** What you need to do **
Return only what lies between the first line of the entries and the line containing "let Some(playground_id) = self.recorder.current_playground_id()", both lines included.
+++ Dataset +++
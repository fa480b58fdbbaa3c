// SPDX-License-Identifier: BUSL-1.1
// Copyright (c) 2026 Alfred Jean LLC

//! Live path for a playground: activate by replaying, then perform and
//! record new actions

use crate::error::{ActionError, PerformError, RecordError, SnapshotLoadError};
use crate::recorder::ActionRecorder;
use crate::registry::ActionRegistry;
use crate::replay::{ReplayEngine, ReplayOutcome};
use pgr_adapters::{AdapterOutput, EvmAdapter};
use pgr_core::{Action, ActionRecord, PlaygroundId};
use pgr_storage::ActionStore;
use std::sync::Arc;

/// Result of a live action that was applied and recorded
#[derive(Debug, Clone)]
pub struct Performed {
    pub output: AdapterOutput,
    pub record: ActionRecord,
}

pub struct PlaygroundSession<S, A: EvmAdapter> {
    recorder: ActionRecorder<S>,
    registry: Arc<ActionRegistry<A>>,
    adapter: A,
}

impl<S: ActionStore, A: EvmAdapter> PlaygroundSession<S, A> {
    pub fn new(store: S, registry: Arc<ActionRegistry<A>>, adapter: A) -> Self {
        Self {
            recorder: ActionRecorder::new(store),
            registry,
            adapter,
        }
    }

    pub fn recorder(&self) -> &ActionRecorder<S> {
        &self.recorder
    }

    pub fn registry(&self) -> &Arc<ActionRegistry<A>> {
        &self.registry
    }

    pub fn adapter(&self) -> &A {
        &self.adapter
    }

    /// Bind to a playground and rebuild its state from the log
    pub async fn activate(
        &self,
        playground_id: PlaygroundId,
    ) -> Result<ReplayOutcome, SnapshotLoadError> {
        self.recorder.set_playground_id(playground_id);
        let engine = ReplayEngine::new(
            playground_id,
            self.recorder.clone(),
            Arc::clone(&self.registry),
            self.adapter.clone(),
        );
        engine.run().await
    }

    /// Execute an action against the adapter and record it on success
    ///
    /// A failed execution records nothing. A failed record means the
    /// change was applied in memory but will not survive a reload.
    pub async fn perform(&self, action: &Action) -> Result<Performed, PerformError> {
        let Some(playground_id) = self.recorder.current_playground_id() else {
            return Err(RecordError::Unbound.into());
        };

        let action_type = action.action_type();
        let payload = action.encode();
        let executor = self
            .registry
            .resolve(action_type.as_str())
            .map_err(ActionError::from)?;
        let output = executor
            .execute(&self.adapter, playground_id, &payload)
            .await?;

        // Record into the playground the action ran against, even if the
        // recorder was rebound while it executed
        let record = self
            .recorder
            .record_for(playground_id, action_type, payload)
            .await?;
        Ok(Performed { output, record })
    }
}

#[cfg(test)]
#[path = "session_tests.rs"]
mod tests;
// SPDX-License-Identifier: BUSL-1.1
// Copyright (c) 2026 Alfred Jean LLC

//! Account commands

use super::Context;
use clap::{Args, Subcommand};
use pgr_core::{Address, CreateAccount, FundAccount, PlaygroundId, RegisterAccount};

#[derive(Args)]
pub struct AccountArgs {
    #[command(subcommand)]
    pub command: AccountCommand,
}

#[derive(Subcommand)]
pub enum AccountCommand {
    /// Create an account in a playground
    Create {
        playground: PlaygroundId,
        address: Address,
        #[arg(long)]
        label: Option<String>,
    },
    /// Credit an existing account
    Fund {
        playground: PlaygroundId,
        address: Address,
        /// Amount in the smallest unit
        amount: u128,
    },
    /// Register a known account with a playground
    Register {
        playground: PlaygroundId,
        address: Address,
        #[arg(long)]
        label: Option<String>,
    },
}

pub async fn handle(ctx: &Context, args: AccountArgs) -> anyhow::Result<()> {
    match args.command {
        AccountCommand::Create {
            playground,
            address,
            label,
        } => {
            ctx.perform(playground, CreateAccount { address, label }.into())
                .await
        }
        AccountCommand::Fund {
            playground,
            address,
            amount,
        } => {
            ctx.perform(playground, FundAccount { address, amount }.into())
                .await
        }
        AccountCommand::Register {
            playground,
            address,
            label,
        } => {
            ctx.perform(playground, RegisterAccount { address, label }.into())
                .await
        }
    }
}
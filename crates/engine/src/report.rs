// SPDX-License-Identifier: BUSL-1.1
// Copyright (c) 2026 Alfred Jean LLC

//! Replay results

use crate::error::ActionError;
use pgr_core::PlaygroundId;
use serde::Serialize;
use std::fmt;

/// What a replay covered
#[derive(Debug, Clone, Copy, PartialEq, Eq, Serialize)]
#[serde(rename_all = "snake_case")]
pub enum ReplayScope {
    Playground(PlaygroundId),
    Unified,
}

impl fmt::Display for ReplayScope {
    fn fmt(&self, f: &mut fmt::Formatter<'_>) -> fmt::Result {
        match self {
            ReplayScope::Playground(id) => write!(f, "playground {id}"),
            ReplayScope::Unified => write!(f, "unified"),
        }
    }
}

#[derive(Debug, Clone, Copy, PartialEq, Eq, Serialize)]
#[serde(rename_all = "snake_case")]
pub enum FailureKind {
    Decode,
    UnknownType,
    Execution,
}

impl From<&ActionError> for FailureKind {
    fn from(err: &ActionError) -> Self {
        match err {
            ActionError::Decode(_) => FailureKind::Decode,
            ActionError::UnknownType(_) => FailureKind::UnknownType,
            ActionError::Execution(_) => FailureKind::Execution,
        }
    }
}

/// One record that was skipped during replay
#[derive(Debug, Clone, PartialEq, Eq, Serialize)]
pub struct ReplayFailure {
    pub playground_id: PlaygroundId,
    pub sequence: u64,
    /// Raw tag as persisted
    pub action_type: String,
    pub kind: FailureKind,
    pub message: String,
}

/// Outcome of a completed replay pass
#[derive(Debug, Clone, PartialEq, Eq, Serialize)]
pub struct ReplayReport {
    pub scope: ReplayScope,
    pub total: usize,
    pub applied: usize,
    pub failures: Vec<ReplayFailure>,
}

impl ReplayReport {
    pub(crate) fn new(scope: ReplayScope) -> Self {
        Self {
            scope,
            total: 0,
            applied: 0,
            failures: Vec::new(),
        }
    }

    /// True when every record was applied
    pub fn is_clean(&self) -> bool {
        self.failures.is_empty()
    }
}
// SPDX-License-Identifier: BUSL-1.1
// Copyright (c) 2026 Alfred Jean LLC

//! Writer-side API over an action store

use crate::error::RecordError;
use crate::registry::{ActionRegistry, BoundAction};
use chrono::{DateTime, Utc};
use pgr_adapters::EvmAdapter;
use pgr_core::{Action, ActionRecord, ActionType, PlaygroundId};
use pgr_storage::{ActionStore, StoreError};
use serde_json::Value;
use std::cmp::Reverse;
use std::collections::{BinaryHeap, VecDeque};
use std::future::Future;
use std::sync::{Arc, Mutex};

/// Records actions for the bound playground and reads logs back
///
/// Clones share the binding.
#[derive(Clone)]
pub struct ActionRecorder<S> {
    store: S,
    bound: Arc<Mutex<Option<PlaygroundId>>>,
}

impl<S: ActionStore> ActionRecorder<S> {
    pub fn new(store: S) -> Self {
        Self {
            store,
            bound: Arc::new(Mutex::new(None)),
        }
    }

    pub fn store(&self) -> &S {
        &self.store
    }

    /// Bind subsequent `record()` calls to a playground
    ///
    /// Returns false when the recorder was already bound to `id`.
    pub fn set_playground_id(&self, id: PlaygroundId) -> bool {
        let mut bound = self.bound.lock().unwrap_or_else(|e| e.into_inner());
        if *bound == Some(id) {
            return false;
        }
        tracing::debug!(playground_id = %id, previous = ?*bound, "recorder bound");
        *bound = Some(id);
        true
    }

    pub fn current_playground_id(&self) -> Option<PlaygroundId> {
        *self.bound.lock().unwrap_or_else(|e| e.into_inner())
    }

    /// Append an action for the bound playground
    ///
    /// The playground is captured when this is called, so rebinding while
    /// the write is in flight does not redirect it.
    pub fn record(
        &self,
        action_type: ActionType,
        payload: Value,
    ) -> impl Future<Output = Result<ActionRecord, RecordError>> + Send + '_ {
        let bound = self.current_playground_id();
        async move {
            let playground_id = bound.ok_or(RecordError::Unbound)?;
            self.record_for(playground_id, action_type, payload).await
        }
    }

    /// Append an action for a playground captured earlier by the caller
    pub(crate) async fn record_for(
        &self,
        playground_id: PlaygroundId,
        action_type: ActionType,
        payload: Value,
    ) -> Result<ActionRecord, RecordError> {
        let record = self
            .store
            .append(playground_id, action_type, payload)
            .await
            .map_err(|e| {
                tracing::error!(
                    playground_id = %playground_id,
                    action_type = %action_type,
                    error = %e,
                    "record failed"
                );
                e
            })?;
        tracing::debug!(
            playground_id = %playground_id,
            sequence = record.sequence,
            action_type = %action_type,
            "recorded"
        );
        Ok(record)
    }

    /// Append a typed action for the bound playground
    pub fn record_action(
        &self,
        action: &Action,
    ) -> impl Future<Output = Result<ActionRecord, RecordError>> + Send + '_ {
        self.record(action.action_type(), action.encode())
    }

    /// Every record for a playground, oldest first
    pub async fn load_snapshot(
        &self,
        playground_id: PlaygroundId,
    ) -> Result<Vec<ActionRecord>, StoreError> {
        self.store.list_ordered(playground_id).await
    }

    /// Every record across all playgrounds, each bound to its executor
    ///
    /// Playground logs are merged by `recorded_at`, ties broken by
    /// playground id and then sequence. Each playground's own sequence
    /// order is always preserved.
    pub async fn load_unified_snapshot<A: EvmAdapter>(
        &self,
        registry: &ActionRegistry<A>,
    ) -> Result<Vec<BoundAction<A>>, StoreError> {
        let mut logs = Vec::new();
        for playground_id in self.store.playgrounds().await? {
            logs.push(VecDeque::from(self.store.list_ordered(playground_id).await?));
        }

        Ok(merge_logs(logs)
            .into_iter()
            .map(|record| registry.bind(record))
            .collect())
    }
}

type MergeKey = Reverse<(DateTime<Utc>, PlaygroundId, u64, usize)>;

fn merge_key(record: &ActionRecord, log: usize) -> MergeKey {
    Reverse((
        record.recorded_at,
        record.playground_id,
        record.sequence,
        log,
    ))
}

/// K-way merge of per-playground logs, taking only each log's head
fn merge_logs(mut logs: Vec<VecDeque<ActionRecord>>) -> Vec<ActionRecord> {
    let mut heap: BinaryHeap<MergeKey> = logs
        .iter()
        .enumerate()
        .filter_map(|(i, log)| log.front().map(|r| merge_key(r, i)))
        .collect();

    let mut merged = Vec::with_capacity(logs.iter().map(VecDeque::len).sum());
    while let Some(Reverse((_, _, _, i))) = heap.pop() {
        let Some(record) = logs[i].pop_front() else {
            continue;
        };
        merged.push(record);
        if let Some(next) = logs[i].front() {
            heap.push(merge_key(next, i));
        }
    }
    merged
}

#[cfg(test)]
#[path = "recorder_tests.rs"]
mod tests;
+++
** Exercise answer **
repository fa480b58fdbbaa3c
// SPDX-License-Identifier: BUSL-1.1
// Copyright (c) 2026 Alfred Jean LLC

//! Live path for a playground: activate by replaying, then perform and
//! record new actions

use crate::error::{ActionError, PerformError, RecordError, SnapshotLoadError};
use crate::recorder::ActionRecorder;
use crate::registry::ActionRegistry;
use crate::replay::{ReplayEngine, ReplayOutcome};
use pgr_adapters::{AdapterOutput, EvmAdapter};
use pgr_core::{Action, ActionRecord, PlaygroundId};
use pgr_storage::ActionStore;
use std::sync::Arc;

/// Result of a live action that was applied and recorded
#[derive(Debug, Clone)]
pub struct Performed {
    pub output: AdapterOutput,
    pub record: ActionRecord,
}

pub struct PlaygroundSession<S, A: EvmAdapter> {
    recorder: ActionRecorder<S>,
    registry: Arc<ActionRegistry<A>>,
    adapter: A,
}

impl<S: ActionStore, A: EvmAdapter> PlaygroundSession<S, A> {
    pub fn new(store: S, registry: Arc<ActionRegistry<A>>, adapter: A) -> Self {
        Self {
            recorder: ActionRecorder::new(store),
            registry,
            adapter,
        }
    }

    pub fn recorder(&self) -> &ActionRecorder<S> {
        &self.recorder
    }

    pub fn registry(&self) -> &Arc<ActionRegistry<A>> {
        &self.registry
    }

    pub fn adapter(&self) -> &A {
        &self.adapter
    }

    /// Bind to a playground and rebuild its state from the log
    pub async fn activate(
        &self,
        playground_id: PlaygroundId,
    ) -> Result<ReplayOutcome, SnapshotLoadError> {
        self.recorder.set_playground_id(playground_id);
        let engine = ReplayEngine::new(
            playground_id,
            self.recorder.clone(),
            Arc::clone(&self.registry),
            self.adapter.clone(),
        );
        engine.run().await
    }

    /// Execute an action against the adapter and record it on success
    ///
    /// A failed execution records nothing. A failed record means the
    /// change was applied in memory but will not survive a reload.
    pub async fn perform(&self, action: &Action) -> Result<Performed, PerformError> {
        let Some(playground_id) = self.recorder.current_playground_id() else {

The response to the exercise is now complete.